Task item ::
Transcribe the data below verbatim from the line with "let issued = issue_api_key(slug);" to the line with "status, created_at, updated_at)". Include both of those lines.

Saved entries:
Content starts
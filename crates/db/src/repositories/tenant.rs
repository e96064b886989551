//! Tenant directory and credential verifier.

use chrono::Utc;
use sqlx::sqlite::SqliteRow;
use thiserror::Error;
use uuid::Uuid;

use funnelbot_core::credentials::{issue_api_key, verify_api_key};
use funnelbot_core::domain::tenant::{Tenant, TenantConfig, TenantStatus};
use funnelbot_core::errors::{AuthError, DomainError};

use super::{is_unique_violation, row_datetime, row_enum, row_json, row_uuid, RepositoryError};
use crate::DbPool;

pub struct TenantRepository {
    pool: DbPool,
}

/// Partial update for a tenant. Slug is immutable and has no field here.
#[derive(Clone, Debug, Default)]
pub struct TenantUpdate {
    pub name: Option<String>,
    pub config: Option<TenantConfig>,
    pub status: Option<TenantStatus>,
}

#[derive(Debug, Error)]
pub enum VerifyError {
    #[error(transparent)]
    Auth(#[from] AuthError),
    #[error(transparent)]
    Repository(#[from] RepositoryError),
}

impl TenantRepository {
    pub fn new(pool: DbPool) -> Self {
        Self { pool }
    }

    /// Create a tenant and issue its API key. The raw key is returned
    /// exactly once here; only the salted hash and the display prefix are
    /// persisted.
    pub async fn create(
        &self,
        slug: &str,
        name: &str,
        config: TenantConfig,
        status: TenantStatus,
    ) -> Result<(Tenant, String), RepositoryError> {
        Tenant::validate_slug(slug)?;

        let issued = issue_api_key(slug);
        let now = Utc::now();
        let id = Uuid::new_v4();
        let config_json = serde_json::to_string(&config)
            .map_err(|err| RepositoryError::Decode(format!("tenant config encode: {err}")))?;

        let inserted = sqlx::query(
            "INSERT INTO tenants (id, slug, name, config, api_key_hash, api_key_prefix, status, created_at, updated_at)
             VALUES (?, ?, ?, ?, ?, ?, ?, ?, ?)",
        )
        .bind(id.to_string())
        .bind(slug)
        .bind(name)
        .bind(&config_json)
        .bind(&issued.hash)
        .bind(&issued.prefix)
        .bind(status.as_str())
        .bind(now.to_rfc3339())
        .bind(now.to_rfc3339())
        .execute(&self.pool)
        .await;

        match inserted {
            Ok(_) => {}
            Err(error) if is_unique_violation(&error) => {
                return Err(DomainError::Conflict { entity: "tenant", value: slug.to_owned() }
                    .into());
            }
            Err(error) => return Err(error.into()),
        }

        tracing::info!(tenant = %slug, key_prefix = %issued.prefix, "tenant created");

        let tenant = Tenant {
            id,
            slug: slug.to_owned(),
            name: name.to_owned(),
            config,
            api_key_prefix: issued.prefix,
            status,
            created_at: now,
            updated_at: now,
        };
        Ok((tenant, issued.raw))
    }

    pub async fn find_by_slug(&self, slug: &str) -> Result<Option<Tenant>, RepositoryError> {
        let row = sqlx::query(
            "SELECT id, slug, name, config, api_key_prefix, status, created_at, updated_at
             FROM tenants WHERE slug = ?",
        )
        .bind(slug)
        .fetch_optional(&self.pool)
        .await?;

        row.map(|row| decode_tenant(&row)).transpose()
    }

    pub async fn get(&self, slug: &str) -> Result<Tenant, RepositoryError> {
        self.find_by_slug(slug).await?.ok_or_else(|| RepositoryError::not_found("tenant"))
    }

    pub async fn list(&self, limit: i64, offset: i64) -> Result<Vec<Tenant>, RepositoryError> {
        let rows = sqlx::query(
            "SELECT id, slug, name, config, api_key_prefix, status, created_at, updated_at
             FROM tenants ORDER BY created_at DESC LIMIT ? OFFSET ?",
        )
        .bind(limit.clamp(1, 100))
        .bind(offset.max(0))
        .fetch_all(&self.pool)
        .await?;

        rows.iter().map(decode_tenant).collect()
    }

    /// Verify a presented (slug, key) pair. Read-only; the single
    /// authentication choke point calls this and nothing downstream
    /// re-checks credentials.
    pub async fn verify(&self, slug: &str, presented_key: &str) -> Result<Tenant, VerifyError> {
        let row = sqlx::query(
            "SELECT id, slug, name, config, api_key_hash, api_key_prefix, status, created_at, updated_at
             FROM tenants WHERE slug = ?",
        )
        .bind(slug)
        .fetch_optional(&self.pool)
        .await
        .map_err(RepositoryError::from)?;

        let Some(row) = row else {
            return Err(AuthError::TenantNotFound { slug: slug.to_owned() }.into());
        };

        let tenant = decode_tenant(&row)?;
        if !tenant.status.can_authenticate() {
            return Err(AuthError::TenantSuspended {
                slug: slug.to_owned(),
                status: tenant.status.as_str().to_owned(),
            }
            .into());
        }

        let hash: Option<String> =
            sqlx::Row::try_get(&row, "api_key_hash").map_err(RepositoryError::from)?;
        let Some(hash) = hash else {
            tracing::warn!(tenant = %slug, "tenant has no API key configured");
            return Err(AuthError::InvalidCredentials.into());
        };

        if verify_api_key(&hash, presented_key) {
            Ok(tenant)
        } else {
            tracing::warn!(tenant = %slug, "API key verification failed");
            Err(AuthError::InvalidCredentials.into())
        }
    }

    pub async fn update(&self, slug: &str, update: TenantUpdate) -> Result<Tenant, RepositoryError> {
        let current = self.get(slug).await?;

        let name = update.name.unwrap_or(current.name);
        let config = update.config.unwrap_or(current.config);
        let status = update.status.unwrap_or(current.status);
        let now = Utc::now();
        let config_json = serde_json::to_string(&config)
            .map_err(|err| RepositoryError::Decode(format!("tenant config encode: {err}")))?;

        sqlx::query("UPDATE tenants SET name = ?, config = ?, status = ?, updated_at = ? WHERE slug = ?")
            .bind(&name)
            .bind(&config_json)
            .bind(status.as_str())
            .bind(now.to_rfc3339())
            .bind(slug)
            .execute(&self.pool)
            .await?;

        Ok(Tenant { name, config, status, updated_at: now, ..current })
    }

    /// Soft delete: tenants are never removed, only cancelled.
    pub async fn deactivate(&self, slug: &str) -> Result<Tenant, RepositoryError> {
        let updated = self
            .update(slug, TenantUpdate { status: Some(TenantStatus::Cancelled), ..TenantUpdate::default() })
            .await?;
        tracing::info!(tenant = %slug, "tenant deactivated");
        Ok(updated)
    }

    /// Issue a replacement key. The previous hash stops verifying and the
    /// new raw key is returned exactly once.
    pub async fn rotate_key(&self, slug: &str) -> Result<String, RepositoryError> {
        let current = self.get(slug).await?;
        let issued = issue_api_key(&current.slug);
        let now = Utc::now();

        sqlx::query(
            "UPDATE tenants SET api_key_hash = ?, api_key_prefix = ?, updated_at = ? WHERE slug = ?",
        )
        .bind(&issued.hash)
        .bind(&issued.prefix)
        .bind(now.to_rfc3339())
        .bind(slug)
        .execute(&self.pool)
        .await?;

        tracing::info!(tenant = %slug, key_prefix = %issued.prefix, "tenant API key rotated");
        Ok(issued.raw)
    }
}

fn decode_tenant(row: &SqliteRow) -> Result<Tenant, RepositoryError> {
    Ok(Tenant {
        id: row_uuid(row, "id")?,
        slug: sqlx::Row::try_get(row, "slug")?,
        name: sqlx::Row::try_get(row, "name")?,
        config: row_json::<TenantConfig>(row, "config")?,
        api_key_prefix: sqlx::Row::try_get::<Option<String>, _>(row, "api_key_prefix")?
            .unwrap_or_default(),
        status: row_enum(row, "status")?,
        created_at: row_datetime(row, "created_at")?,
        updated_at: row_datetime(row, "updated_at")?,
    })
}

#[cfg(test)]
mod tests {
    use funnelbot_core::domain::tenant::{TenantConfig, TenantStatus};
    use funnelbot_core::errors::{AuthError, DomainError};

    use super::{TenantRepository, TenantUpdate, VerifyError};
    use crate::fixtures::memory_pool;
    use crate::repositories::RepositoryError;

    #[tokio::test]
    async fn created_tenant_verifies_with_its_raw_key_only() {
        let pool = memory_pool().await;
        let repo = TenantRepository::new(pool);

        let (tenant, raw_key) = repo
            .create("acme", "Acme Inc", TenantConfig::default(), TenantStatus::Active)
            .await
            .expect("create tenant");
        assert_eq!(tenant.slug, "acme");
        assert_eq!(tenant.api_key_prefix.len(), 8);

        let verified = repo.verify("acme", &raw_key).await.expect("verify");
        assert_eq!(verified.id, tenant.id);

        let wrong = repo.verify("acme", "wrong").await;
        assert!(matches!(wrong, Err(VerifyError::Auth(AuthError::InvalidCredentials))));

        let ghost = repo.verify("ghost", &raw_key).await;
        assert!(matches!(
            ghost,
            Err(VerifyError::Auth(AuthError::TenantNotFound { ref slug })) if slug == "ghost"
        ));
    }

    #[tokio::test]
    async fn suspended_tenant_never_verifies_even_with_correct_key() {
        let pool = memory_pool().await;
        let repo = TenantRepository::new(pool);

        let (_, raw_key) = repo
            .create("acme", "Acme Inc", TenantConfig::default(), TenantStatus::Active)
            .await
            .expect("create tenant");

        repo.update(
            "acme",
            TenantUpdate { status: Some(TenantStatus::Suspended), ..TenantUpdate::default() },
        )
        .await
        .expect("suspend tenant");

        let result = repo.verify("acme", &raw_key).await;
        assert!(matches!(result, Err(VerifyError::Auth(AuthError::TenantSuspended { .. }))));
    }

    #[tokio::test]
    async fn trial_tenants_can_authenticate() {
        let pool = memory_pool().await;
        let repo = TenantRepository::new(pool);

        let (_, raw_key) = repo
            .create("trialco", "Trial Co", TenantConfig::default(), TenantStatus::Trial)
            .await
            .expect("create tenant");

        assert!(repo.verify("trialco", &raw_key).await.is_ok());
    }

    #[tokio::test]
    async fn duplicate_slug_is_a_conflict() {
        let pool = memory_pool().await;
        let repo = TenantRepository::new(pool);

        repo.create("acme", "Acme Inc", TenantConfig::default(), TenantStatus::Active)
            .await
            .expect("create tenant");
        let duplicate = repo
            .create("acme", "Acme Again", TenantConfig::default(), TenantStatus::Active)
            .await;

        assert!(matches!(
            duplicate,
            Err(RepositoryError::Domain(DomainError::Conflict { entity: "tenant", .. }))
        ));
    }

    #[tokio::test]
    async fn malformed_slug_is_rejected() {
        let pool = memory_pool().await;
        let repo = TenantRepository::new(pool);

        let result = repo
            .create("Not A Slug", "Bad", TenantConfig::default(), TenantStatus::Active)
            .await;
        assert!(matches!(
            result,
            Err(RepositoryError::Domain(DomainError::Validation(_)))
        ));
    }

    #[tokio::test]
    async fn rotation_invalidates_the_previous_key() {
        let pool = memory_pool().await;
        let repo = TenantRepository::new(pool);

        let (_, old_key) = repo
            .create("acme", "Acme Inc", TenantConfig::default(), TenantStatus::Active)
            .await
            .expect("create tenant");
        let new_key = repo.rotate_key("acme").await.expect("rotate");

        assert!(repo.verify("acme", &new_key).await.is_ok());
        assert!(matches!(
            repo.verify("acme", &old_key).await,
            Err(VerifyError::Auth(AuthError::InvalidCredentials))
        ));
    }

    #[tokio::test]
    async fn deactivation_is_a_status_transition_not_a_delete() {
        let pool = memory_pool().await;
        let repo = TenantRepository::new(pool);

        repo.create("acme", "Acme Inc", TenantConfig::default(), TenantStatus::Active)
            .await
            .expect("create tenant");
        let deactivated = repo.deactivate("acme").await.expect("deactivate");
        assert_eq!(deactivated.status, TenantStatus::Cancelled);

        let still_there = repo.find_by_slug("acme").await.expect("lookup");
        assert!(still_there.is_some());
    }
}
Content ends
Output below ::
        let issued = issue_api_key(slug);
        let now = Utc::now();
        let id = Uuid::new_v4();
        let config_json = serde_json::to_string(&config)
            .map_err(|err| RepositoryError::Decode(format!("tenant config encode: {err}")))?;

        let inserted = sqlx::query(
            "INSERT INTO tenants (id, slug, name, config, api_key_hash, api_key_prefix, status, created_at, updated_at)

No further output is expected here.